■ **Exercise objective**:
Find the line containing "use axum::http::HeaderMap;" in the records below. Copy exactly that line and each one after it, ending at the line containing "the caller's identity.", and nothing more.

[Items from a data source]
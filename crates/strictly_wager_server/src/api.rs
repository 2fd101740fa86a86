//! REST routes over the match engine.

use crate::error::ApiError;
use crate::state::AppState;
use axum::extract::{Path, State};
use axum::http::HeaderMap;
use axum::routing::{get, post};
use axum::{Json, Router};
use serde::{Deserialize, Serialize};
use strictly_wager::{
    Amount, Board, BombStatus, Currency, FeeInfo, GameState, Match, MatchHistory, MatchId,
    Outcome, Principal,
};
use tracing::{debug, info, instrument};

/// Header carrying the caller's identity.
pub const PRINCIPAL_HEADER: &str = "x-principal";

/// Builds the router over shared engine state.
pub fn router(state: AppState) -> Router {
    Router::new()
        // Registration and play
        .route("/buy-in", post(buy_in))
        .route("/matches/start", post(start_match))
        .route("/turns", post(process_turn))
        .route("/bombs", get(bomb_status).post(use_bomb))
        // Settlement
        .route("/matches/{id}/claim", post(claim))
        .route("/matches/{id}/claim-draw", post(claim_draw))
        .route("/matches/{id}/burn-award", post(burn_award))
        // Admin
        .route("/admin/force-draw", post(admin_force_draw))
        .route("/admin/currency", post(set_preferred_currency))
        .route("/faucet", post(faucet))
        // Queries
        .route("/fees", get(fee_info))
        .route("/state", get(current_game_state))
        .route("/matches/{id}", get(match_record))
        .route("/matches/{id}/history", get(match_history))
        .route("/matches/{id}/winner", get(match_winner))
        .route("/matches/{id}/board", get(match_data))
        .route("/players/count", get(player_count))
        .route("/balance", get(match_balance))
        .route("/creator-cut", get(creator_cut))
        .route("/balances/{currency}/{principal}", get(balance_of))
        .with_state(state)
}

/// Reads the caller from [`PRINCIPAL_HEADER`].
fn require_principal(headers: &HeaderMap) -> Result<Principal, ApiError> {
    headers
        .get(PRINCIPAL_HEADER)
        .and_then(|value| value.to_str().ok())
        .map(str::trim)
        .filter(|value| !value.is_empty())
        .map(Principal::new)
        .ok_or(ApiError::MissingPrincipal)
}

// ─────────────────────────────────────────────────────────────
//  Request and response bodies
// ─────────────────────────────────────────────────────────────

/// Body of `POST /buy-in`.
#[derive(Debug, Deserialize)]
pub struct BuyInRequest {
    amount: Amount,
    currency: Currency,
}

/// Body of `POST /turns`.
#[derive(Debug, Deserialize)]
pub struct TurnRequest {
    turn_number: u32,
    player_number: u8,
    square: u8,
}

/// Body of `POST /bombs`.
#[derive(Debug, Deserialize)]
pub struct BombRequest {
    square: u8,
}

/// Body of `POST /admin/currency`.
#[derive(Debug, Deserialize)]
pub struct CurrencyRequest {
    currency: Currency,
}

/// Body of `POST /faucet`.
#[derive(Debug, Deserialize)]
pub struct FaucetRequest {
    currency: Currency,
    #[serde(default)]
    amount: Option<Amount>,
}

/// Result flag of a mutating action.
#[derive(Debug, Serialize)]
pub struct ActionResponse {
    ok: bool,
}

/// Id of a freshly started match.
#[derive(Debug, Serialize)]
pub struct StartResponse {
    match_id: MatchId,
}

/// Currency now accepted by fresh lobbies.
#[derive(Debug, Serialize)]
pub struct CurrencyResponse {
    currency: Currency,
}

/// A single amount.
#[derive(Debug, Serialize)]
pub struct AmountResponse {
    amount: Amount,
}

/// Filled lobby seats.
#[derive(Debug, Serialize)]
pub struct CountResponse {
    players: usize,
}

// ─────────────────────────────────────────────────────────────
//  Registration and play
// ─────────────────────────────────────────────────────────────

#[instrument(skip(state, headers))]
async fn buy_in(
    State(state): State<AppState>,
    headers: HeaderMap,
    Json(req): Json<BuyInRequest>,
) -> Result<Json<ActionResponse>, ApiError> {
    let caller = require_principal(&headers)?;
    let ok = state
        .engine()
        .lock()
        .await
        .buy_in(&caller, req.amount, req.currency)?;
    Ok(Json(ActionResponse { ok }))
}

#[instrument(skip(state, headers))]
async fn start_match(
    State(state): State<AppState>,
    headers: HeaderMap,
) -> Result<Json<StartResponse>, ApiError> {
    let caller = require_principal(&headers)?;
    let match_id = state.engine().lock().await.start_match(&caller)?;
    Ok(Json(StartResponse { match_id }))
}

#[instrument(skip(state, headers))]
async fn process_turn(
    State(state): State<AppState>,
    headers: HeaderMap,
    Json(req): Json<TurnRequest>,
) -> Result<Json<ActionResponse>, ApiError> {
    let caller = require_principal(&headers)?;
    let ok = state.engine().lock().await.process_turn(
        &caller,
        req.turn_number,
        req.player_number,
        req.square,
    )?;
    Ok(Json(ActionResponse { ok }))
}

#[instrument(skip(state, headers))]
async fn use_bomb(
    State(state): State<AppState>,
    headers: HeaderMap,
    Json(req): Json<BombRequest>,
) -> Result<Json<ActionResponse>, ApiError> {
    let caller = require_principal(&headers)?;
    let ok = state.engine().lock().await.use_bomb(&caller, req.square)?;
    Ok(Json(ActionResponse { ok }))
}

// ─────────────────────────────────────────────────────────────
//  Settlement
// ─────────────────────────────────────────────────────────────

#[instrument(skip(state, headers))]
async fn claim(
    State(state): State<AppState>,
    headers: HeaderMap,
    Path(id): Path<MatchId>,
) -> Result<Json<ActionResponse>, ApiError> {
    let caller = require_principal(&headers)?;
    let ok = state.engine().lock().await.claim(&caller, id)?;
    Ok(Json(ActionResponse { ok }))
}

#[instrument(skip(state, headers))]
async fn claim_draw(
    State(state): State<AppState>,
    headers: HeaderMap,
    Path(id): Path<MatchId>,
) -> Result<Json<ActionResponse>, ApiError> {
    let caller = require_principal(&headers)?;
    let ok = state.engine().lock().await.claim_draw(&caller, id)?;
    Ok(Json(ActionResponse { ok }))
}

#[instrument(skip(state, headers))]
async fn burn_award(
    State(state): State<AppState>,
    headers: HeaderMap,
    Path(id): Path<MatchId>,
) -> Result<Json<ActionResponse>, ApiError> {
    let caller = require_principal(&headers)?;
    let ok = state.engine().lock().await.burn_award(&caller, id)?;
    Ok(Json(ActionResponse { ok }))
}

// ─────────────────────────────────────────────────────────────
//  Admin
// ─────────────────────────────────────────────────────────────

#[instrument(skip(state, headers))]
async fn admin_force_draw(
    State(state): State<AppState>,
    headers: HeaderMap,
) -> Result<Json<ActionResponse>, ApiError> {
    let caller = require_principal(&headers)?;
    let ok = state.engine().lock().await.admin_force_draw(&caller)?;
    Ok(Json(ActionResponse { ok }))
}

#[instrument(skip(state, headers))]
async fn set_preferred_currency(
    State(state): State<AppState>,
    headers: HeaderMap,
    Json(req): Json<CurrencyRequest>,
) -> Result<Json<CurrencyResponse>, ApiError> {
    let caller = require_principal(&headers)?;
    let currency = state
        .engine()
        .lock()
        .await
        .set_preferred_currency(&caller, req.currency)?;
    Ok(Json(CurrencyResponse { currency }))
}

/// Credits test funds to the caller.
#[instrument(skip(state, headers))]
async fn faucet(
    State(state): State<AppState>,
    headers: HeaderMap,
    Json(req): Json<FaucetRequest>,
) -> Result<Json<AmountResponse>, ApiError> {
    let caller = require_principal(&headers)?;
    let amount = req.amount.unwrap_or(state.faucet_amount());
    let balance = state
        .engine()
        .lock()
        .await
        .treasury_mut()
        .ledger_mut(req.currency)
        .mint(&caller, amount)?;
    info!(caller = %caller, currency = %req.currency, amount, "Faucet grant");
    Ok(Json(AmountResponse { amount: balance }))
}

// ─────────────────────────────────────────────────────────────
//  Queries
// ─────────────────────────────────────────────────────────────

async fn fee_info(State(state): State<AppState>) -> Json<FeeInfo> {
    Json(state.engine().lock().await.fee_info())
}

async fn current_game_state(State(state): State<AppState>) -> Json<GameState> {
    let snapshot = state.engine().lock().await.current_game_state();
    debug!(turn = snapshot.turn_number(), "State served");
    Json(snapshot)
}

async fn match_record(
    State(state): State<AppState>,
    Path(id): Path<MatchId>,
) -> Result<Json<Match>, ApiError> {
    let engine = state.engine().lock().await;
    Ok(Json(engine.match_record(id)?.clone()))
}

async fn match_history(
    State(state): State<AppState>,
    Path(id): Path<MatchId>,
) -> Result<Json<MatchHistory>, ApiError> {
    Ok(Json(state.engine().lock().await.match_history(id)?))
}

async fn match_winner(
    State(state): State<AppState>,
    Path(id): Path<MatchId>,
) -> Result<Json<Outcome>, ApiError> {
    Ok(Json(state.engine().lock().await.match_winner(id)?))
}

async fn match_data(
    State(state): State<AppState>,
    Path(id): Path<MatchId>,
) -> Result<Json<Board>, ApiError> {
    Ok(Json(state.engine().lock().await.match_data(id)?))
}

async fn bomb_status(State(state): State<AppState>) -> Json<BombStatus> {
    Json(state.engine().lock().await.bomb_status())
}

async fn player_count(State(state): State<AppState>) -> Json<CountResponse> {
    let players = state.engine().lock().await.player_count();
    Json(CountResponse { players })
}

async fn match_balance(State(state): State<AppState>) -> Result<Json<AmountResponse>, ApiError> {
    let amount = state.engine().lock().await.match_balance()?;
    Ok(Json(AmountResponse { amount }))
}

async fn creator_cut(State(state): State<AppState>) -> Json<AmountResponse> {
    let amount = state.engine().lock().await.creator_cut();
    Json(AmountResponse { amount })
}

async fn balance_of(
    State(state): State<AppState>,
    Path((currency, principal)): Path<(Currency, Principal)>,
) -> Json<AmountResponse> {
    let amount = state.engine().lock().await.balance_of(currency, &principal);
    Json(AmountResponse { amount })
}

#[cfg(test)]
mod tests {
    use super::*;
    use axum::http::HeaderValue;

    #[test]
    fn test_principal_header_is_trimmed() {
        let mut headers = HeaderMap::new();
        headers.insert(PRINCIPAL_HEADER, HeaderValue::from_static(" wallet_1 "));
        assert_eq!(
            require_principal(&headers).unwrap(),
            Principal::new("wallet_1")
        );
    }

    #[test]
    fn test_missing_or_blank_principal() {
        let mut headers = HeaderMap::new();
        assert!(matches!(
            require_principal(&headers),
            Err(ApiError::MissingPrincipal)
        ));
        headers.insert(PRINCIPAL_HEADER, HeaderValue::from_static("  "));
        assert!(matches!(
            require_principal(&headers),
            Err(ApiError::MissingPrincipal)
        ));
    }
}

■ **Task solution**:
use axum::http::HeaderMap;
use axum::routing::{get, post};
use axum::{Json, Router};
use serde::{Deserialize, Serialize};
use strictly_wager::{
    Amount, Board, BombStatus, Currency, FeeInfo, GameState, Match, MatchHistory, MatchId,
    Outcome, Principal,
};
use tracing::{debug, info, instrument};

/// Header carrying the caller's identity.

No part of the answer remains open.